SOURCE DATA:
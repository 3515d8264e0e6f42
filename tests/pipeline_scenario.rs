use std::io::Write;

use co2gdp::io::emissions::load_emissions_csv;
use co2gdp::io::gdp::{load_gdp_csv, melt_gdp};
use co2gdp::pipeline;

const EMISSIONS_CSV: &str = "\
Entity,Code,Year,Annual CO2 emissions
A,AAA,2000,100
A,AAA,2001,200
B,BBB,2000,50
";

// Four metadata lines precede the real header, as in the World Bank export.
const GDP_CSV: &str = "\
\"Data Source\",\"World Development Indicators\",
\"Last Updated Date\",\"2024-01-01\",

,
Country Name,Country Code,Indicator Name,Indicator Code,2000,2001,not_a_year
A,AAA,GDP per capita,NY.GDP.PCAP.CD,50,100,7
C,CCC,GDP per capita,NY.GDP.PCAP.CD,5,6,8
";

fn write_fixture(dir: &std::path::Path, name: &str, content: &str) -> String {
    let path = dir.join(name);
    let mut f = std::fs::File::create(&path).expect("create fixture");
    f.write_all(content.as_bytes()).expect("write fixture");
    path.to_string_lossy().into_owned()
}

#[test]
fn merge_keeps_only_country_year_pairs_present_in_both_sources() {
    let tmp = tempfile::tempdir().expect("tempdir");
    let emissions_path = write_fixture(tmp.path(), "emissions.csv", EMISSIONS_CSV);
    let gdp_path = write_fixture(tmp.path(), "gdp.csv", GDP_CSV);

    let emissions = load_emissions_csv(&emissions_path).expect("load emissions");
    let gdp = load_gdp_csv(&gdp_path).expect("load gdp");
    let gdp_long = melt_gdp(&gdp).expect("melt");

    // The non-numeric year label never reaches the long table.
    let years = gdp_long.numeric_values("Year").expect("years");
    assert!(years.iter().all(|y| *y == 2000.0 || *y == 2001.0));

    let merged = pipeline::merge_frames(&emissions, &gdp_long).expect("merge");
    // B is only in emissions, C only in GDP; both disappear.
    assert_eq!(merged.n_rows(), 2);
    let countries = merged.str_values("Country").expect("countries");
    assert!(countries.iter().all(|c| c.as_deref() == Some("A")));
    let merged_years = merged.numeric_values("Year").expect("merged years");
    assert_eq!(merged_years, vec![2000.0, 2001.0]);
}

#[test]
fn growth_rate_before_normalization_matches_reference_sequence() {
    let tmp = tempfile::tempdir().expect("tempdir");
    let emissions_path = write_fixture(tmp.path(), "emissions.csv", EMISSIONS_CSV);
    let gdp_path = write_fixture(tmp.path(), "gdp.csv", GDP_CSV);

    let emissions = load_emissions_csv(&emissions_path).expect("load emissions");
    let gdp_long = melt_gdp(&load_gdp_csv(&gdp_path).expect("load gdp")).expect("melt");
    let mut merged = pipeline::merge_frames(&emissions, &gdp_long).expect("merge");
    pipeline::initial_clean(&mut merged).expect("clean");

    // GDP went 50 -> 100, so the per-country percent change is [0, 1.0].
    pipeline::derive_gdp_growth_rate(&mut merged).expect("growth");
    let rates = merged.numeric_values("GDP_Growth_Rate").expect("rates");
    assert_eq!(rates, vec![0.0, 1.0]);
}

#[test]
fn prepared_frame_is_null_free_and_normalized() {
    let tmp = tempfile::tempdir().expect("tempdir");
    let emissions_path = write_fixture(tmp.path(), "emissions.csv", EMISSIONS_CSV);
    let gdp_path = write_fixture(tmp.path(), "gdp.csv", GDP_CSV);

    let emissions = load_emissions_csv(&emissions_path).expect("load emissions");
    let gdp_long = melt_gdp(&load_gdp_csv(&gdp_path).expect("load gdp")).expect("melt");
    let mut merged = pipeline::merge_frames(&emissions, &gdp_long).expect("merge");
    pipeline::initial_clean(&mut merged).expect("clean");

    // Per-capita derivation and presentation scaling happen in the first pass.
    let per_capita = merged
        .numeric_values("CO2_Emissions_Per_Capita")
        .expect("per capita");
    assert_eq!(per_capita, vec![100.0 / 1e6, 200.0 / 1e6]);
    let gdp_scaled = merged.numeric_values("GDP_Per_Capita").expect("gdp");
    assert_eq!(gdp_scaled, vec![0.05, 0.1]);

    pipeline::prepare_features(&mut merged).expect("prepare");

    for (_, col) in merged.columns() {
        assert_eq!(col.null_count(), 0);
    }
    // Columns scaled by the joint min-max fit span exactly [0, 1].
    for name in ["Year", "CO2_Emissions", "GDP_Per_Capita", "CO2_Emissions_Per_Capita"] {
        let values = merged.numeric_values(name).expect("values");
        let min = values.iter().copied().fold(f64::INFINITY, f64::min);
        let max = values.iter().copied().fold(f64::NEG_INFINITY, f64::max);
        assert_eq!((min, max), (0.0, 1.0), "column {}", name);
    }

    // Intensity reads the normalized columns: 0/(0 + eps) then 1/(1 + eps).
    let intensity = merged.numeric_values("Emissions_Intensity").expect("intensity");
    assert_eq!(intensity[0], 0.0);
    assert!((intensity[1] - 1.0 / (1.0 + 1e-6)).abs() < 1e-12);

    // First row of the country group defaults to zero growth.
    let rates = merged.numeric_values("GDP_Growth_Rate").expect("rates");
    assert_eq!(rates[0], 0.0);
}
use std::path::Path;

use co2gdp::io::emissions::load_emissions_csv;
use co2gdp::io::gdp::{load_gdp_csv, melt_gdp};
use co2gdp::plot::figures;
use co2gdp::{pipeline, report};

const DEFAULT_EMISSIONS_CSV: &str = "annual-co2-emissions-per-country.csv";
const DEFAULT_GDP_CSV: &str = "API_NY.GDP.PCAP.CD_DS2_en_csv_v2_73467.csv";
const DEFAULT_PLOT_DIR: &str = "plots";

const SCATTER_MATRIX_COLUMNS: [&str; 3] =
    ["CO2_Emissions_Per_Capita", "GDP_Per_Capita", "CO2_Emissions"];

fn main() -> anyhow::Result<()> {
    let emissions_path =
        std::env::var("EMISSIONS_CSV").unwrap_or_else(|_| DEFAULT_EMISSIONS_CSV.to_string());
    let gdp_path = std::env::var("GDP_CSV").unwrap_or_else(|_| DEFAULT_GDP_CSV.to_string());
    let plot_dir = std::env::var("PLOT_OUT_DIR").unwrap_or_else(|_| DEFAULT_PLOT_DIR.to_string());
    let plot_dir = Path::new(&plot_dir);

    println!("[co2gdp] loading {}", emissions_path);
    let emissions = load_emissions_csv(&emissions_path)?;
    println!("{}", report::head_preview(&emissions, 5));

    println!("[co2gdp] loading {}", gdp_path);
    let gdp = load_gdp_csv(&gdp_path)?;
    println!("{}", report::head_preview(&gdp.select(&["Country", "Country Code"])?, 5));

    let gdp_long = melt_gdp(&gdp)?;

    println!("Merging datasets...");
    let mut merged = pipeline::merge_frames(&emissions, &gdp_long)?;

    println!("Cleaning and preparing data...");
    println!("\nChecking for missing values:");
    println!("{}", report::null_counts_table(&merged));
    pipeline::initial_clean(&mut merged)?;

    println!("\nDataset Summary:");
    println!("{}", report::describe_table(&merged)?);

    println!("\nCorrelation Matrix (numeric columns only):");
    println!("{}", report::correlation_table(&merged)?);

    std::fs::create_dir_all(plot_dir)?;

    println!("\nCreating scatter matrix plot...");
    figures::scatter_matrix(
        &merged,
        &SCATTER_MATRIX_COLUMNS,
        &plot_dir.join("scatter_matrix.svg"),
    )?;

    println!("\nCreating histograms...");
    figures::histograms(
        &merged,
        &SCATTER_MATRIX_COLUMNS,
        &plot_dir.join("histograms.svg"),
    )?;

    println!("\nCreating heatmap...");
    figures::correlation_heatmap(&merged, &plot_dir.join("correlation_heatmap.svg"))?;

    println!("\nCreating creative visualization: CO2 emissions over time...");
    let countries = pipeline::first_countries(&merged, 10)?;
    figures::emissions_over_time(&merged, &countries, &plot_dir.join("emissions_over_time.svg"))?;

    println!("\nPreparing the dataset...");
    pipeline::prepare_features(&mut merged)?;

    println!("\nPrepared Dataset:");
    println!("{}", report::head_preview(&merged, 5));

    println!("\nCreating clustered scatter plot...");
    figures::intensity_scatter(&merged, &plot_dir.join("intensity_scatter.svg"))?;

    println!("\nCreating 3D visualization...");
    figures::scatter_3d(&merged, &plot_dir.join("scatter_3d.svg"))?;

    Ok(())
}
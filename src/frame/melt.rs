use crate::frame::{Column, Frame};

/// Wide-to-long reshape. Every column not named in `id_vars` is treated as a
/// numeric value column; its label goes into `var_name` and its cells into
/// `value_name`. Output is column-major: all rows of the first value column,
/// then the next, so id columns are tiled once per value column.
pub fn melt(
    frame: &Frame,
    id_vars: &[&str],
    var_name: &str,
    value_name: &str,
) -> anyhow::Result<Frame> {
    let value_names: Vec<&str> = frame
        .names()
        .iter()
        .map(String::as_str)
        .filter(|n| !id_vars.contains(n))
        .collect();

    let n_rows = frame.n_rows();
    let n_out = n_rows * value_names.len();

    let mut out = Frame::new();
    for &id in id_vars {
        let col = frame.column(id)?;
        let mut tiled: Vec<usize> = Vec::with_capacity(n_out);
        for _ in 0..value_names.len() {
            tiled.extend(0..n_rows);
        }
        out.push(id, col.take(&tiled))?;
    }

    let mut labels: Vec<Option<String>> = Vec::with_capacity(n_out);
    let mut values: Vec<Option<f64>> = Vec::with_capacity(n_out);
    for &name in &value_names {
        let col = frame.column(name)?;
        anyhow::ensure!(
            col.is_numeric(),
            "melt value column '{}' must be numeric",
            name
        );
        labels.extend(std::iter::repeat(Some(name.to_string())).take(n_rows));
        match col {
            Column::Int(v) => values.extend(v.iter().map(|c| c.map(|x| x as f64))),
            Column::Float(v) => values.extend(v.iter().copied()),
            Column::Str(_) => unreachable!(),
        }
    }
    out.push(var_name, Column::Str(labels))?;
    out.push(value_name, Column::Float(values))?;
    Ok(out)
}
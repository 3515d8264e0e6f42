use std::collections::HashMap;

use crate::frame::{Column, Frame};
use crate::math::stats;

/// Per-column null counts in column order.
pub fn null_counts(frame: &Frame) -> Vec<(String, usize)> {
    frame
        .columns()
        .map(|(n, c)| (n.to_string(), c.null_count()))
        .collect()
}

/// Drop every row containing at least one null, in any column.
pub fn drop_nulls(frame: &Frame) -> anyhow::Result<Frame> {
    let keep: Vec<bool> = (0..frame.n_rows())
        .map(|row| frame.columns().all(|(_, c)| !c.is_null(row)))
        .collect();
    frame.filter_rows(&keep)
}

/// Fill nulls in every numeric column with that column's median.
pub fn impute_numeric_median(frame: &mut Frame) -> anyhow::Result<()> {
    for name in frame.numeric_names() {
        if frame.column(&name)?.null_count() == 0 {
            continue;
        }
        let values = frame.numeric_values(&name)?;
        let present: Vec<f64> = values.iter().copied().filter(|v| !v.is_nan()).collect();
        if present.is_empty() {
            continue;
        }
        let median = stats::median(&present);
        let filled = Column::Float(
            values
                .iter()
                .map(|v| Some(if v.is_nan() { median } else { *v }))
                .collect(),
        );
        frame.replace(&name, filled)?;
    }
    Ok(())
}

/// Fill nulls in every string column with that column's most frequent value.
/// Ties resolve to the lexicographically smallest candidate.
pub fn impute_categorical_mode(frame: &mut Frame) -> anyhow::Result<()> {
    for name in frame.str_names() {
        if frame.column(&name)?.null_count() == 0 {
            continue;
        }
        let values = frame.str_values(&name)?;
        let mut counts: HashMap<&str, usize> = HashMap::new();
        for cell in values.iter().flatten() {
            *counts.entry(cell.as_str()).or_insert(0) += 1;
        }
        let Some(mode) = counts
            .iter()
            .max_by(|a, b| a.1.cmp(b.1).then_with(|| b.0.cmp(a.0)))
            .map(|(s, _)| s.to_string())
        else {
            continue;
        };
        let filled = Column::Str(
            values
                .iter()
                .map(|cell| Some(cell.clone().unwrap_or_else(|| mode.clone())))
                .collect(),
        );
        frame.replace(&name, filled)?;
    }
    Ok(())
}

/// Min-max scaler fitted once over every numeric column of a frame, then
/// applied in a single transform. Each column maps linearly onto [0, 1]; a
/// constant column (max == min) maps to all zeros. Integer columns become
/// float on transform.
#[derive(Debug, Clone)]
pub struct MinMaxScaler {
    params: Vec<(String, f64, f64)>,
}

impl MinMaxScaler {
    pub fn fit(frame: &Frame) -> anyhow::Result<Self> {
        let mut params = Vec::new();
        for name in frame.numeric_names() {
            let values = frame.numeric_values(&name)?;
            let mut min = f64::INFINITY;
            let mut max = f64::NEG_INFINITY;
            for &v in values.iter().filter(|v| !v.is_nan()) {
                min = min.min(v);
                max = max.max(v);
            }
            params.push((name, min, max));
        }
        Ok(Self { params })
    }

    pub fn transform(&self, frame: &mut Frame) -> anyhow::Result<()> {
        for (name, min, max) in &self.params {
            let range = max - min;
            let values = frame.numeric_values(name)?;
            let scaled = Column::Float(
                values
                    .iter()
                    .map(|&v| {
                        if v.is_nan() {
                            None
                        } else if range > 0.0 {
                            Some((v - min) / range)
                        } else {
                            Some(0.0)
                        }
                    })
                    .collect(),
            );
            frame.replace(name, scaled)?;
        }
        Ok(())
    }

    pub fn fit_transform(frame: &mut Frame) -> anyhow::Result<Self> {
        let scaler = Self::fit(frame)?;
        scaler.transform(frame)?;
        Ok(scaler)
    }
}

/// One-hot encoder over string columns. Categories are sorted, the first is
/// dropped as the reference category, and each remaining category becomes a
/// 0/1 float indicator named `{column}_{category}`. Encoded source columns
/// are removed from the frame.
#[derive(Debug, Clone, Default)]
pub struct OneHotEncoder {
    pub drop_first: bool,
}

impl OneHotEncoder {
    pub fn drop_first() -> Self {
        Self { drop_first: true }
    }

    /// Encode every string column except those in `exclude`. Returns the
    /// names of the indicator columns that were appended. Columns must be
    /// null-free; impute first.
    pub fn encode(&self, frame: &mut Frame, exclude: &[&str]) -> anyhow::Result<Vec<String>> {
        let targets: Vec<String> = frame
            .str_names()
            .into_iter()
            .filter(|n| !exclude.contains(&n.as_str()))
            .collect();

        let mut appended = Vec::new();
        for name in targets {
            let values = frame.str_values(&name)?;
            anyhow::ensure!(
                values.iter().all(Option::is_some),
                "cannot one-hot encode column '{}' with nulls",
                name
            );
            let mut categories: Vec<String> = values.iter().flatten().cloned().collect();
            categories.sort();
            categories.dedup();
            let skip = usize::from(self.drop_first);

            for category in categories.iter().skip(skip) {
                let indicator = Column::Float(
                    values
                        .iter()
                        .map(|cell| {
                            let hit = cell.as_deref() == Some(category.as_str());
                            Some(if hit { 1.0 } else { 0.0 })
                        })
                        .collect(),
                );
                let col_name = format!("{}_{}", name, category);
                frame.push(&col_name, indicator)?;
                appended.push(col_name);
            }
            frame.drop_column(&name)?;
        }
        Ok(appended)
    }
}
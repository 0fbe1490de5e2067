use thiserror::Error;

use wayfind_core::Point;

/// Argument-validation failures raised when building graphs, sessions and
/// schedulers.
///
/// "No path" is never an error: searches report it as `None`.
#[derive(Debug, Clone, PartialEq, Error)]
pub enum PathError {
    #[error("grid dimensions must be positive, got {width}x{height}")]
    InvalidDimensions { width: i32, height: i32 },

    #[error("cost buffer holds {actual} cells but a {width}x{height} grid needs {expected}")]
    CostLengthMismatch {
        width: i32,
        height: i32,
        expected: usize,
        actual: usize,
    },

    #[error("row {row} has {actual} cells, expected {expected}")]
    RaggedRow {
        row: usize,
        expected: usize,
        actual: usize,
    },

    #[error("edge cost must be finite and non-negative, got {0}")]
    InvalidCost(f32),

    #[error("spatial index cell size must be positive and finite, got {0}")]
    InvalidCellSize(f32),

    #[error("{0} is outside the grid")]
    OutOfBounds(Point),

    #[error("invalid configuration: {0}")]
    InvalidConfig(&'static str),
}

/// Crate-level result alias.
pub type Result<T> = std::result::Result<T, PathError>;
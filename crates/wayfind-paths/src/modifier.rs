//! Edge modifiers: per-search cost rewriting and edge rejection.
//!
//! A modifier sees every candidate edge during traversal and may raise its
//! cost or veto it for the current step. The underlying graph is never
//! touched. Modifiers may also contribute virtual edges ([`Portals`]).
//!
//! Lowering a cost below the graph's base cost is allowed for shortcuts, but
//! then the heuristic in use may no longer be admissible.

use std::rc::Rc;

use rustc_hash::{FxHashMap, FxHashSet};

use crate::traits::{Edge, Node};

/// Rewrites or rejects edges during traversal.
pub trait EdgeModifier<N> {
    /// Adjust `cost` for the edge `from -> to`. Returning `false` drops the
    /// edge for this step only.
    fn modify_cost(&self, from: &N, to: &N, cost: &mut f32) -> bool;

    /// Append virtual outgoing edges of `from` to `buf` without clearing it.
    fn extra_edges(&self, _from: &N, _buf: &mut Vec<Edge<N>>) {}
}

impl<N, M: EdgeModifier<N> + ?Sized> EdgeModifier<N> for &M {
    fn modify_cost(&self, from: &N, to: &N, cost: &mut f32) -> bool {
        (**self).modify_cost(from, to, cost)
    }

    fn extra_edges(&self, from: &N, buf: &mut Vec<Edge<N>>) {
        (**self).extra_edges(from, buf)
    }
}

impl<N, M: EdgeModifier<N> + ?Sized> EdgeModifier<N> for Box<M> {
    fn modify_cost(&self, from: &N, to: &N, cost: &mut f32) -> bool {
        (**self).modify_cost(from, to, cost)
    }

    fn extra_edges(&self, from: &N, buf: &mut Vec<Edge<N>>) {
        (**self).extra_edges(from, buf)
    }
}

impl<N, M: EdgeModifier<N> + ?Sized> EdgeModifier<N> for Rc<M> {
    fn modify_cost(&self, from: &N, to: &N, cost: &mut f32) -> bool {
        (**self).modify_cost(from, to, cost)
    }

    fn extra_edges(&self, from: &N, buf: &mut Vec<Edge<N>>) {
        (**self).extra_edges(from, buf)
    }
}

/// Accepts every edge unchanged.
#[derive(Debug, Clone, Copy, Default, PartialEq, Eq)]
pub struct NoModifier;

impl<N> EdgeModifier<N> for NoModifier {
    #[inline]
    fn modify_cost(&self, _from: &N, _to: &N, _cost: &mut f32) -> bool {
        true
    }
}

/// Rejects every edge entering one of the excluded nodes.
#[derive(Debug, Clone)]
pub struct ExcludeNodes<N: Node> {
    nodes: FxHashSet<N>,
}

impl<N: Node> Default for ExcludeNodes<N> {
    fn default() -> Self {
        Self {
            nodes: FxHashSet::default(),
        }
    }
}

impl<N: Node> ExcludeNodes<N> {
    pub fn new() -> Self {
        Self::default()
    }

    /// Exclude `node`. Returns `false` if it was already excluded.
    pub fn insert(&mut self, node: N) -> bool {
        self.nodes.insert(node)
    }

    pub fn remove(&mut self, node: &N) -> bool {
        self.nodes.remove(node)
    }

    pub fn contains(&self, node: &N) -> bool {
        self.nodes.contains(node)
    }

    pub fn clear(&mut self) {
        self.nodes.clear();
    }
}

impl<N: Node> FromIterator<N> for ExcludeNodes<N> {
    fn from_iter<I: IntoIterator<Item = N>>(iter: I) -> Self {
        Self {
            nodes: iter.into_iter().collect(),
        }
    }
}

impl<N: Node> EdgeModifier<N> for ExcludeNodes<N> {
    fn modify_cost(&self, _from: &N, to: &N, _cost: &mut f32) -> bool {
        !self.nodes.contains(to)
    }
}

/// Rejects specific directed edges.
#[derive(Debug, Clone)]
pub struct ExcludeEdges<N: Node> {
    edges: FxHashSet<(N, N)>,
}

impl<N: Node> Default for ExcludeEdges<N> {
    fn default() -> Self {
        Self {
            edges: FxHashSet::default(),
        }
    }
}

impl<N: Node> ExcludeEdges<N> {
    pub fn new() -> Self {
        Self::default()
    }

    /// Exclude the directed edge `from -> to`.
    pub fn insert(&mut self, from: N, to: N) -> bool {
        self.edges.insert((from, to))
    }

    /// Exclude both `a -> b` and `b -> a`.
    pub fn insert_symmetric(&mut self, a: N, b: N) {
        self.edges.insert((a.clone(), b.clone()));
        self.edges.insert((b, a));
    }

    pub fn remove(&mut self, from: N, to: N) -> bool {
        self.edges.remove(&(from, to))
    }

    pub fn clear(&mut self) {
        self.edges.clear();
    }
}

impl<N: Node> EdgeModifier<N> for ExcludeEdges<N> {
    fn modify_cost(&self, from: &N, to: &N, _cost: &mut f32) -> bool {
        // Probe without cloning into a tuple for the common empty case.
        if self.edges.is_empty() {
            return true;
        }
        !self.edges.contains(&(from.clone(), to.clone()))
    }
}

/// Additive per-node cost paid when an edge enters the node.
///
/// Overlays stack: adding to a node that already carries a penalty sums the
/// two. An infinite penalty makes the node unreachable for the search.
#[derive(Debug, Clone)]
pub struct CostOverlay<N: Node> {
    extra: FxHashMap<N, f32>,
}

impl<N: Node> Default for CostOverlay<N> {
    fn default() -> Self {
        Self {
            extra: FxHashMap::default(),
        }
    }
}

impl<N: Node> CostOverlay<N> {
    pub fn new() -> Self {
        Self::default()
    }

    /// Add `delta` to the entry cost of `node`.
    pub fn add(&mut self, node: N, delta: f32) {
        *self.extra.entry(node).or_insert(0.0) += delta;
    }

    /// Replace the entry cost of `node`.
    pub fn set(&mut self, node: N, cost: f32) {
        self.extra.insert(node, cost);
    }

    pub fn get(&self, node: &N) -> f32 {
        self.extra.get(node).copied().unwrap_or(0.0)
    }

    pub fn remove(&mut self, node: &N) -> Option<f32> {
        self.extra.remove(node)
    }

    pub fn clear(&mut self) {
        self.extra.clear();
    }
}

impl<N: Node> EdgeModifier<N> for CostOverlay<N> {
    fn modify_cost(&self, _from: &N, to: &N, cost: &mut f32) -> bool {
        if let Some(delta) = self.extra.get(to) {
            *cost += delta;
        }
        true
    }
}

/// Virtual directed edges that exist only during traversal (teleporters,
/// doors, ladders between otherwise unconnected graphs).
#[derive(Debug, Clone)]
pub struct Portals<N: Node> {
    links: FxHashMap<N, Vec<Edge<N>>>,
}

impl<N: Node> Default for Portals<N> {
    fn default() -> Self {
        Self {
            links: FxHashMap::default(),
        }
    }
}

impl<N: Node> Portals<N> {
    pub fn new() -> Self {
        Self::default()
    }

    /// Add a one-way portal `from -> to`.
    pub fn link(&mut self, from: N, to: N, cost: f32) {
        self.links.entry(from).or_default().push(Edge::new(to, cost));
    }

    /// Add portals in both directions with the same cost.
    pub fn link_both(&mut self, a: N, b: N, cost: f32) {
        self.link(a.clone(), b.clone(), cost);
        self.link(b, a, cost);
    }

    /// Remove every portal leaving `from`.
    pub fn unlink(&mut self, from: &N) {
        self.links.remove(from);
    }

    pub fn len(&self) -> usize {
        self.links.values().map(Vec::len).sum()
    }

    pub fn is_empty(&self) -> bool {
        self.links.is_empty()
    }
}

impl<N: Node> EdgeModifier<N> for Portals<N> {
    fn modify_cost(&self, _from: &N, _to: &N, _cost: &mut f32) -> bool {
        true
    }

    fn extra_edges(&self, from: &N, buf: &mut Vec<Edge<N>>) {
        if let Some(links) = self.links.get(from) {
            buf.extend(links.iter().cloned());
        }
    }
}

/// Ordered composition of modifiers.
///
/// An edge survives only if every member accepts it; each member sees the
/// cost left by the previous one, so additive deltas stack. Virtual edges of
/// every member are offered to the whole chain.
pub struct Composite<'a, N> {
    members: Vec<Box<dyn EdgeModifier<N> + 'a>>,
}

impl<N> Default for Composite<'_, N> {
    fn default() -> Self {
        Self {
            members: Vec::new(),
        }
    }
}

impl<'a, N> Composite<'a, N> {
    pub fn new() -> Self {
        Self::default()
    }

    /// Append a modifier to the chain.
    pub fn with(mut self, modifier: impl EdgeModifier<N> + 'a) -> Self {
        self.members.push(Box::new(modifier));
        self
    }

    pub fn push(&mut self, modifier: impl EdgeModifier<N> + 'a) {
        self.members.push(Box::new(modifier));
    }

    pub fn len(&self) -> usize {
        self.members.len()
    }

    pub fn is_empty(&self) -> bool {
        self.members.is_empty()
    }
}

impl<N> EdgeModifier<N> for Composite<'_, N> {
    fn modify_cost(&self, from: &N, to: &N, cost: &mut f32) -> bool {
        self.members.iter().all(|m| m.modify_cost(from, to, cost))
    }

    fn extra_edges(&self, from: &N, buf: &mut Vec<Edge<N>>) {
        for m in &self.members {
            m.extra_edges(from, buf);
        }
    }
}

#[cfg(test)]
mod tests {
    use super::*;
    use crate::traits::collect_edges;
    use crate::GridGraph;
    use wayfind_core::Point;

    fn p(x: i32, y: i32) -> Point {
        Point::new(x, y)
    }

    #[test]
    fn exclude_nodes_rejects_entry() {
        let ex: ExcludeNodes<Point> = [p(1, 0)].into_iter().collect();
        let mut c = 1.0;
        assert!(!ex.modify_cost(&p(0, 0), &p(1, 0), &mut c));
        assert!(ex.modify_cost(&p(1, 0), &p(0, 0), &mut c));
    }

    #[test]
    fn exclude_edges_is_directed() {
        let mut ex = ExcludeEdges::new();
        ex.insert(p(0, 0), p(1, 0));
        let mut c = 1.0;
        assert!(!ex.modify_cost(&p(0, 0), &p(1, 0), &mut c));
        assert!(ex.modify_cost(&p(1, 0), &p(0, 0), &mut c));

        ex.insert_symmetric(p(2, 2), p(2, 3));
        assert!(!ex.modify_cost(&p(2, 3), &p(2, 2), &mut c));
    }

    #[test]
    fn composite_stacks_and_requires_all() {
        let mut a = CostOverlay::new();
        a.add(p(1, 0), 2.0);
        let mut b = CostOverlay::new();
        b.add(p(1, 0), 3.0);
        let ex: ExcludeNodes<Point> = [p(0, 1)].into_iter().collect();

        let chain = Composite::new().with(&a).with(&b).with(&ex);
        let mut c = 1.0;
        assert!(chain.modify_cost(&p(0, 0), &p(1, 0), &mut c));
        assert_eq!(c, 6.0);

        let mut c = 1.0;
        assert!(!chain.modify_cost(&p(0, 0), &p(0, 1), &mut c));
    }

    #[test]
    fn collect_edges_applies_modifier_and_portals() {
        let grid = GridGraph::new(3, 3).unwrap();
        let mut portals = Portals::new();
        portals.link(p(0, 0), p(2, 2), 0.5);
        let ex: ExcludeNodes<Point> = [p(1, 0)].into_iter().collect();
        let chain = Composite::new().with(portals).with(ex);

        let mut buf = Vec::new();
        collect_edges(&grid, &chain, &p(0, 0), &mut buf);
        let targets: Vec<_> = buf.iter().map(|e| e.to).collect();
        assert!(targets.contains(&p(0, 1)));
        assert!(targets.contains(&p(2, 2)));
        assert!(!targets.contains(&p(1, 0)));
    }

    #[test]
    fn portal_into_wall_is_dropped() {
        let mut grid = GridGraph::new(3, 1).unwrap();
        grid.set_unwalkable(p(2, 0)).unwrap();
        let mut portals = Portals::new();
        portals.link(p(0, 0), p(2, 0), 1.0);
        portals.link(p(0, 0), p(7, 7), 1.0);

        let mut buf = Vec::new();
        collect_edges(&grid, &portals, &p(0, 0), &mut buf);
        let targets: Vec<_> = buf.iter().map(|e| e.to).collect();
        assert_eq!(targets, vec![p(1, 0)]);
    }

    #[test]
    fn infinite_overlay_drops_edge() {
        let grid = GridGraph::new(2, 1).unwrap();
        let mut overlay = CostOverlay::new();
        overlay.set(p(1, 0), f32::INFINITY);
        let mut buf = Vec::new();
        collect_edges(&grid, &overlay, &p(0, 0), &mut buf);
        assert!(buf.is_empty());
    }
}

ACTIVITY: Lines from the start of the records through the one containing "const EMISSIONS_CSV: &str" are what should be retyped, exactly and in full, both ends included.

FINISHED EXERCISE:
repository 3515d8264e0e6f42
filename tests/pipeline_scenario.rs
use std::io::Write;

use co2gdp::io::emissions::load_emissions_csv;
use co2gdp::io::gdp::{load_gdp_csv, melt_gdp};
use co2gdp::pipeline;

const EMISSIONS_CSV: &str = "\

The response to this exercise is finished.